> _Exercise directions_
What lines of the data below include the word "origin"? Report them by copying each.

(Saved data entries)
____________________

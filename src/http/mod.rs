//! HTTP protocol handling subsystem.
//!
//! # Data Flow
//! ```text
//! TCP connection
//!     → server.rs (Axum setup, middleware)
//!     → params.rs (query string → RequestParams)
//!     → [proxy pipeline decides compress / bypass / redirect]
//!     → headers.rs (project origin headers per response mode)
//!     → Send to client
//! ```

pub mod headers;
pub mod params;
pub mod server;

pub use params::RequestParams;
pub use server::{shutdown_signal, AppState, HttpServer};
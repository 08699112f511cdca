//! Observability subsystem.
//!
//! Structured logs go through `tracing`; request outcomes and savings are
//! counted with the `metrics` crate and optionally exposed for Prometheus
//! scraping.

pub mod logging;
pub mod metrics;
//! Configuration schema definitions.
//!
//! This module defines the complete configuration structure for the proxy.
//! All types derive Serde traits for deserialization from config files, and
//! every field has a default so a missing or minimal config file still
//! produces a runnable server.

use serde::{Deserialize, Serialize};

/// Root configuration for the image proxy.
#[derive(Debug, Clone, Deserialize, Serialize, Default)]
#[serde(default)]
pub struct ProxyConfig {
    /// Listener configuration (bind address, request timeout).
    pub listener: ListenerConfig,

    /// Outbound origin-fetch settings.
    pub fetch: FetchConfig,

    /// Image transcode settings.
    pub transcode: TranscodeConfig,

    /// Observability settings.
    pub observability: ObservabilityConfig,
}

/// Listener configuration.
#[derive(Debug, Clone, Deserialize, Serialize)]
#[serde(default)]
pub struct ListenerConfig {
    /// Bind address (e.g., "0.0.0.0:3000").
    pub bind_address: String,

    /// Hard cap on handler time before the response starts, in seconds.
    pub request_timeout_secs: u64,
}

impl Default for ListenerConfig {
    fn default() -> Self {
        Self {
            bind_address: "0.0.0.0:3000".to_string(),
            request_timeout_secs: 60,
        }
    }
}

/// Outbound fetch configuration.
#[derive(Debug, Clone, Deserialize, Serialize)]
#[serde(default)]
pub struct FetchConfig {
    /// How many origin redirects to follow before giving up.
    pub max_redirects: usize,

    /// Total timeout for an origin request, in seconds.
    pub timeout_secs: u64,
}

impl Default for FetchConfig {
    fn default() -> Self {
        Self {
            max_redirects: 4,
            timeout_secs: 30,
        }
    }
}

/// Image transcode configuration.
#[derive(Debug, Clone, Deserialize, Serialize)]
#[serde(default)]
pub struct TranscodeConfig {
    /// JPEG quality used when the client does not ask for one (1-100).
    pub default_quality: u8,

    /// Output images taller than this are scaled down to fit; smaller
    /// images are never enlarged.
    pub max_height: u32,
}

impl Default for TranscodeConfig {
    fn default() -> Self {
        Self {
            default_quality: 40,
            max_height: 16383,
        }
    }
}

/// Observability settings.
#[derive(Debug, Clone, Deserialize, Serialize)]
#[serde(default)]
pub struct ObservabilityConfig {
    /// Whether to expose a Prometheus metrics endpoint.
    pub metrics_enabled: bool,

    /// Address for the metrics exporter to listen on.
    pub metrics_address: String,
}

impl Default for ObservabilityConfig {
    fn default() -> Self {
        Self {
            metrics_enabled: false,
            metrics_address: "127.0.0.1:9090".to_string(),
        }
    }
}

____________________

> _Exercise response_
//!     → headers.rs (project origin headers per response mode)
    /// Outbound origin-fetch settings.
    /// How many origin redirects to follow before giving up.
    /// Total timeout for an origin request, in seconds.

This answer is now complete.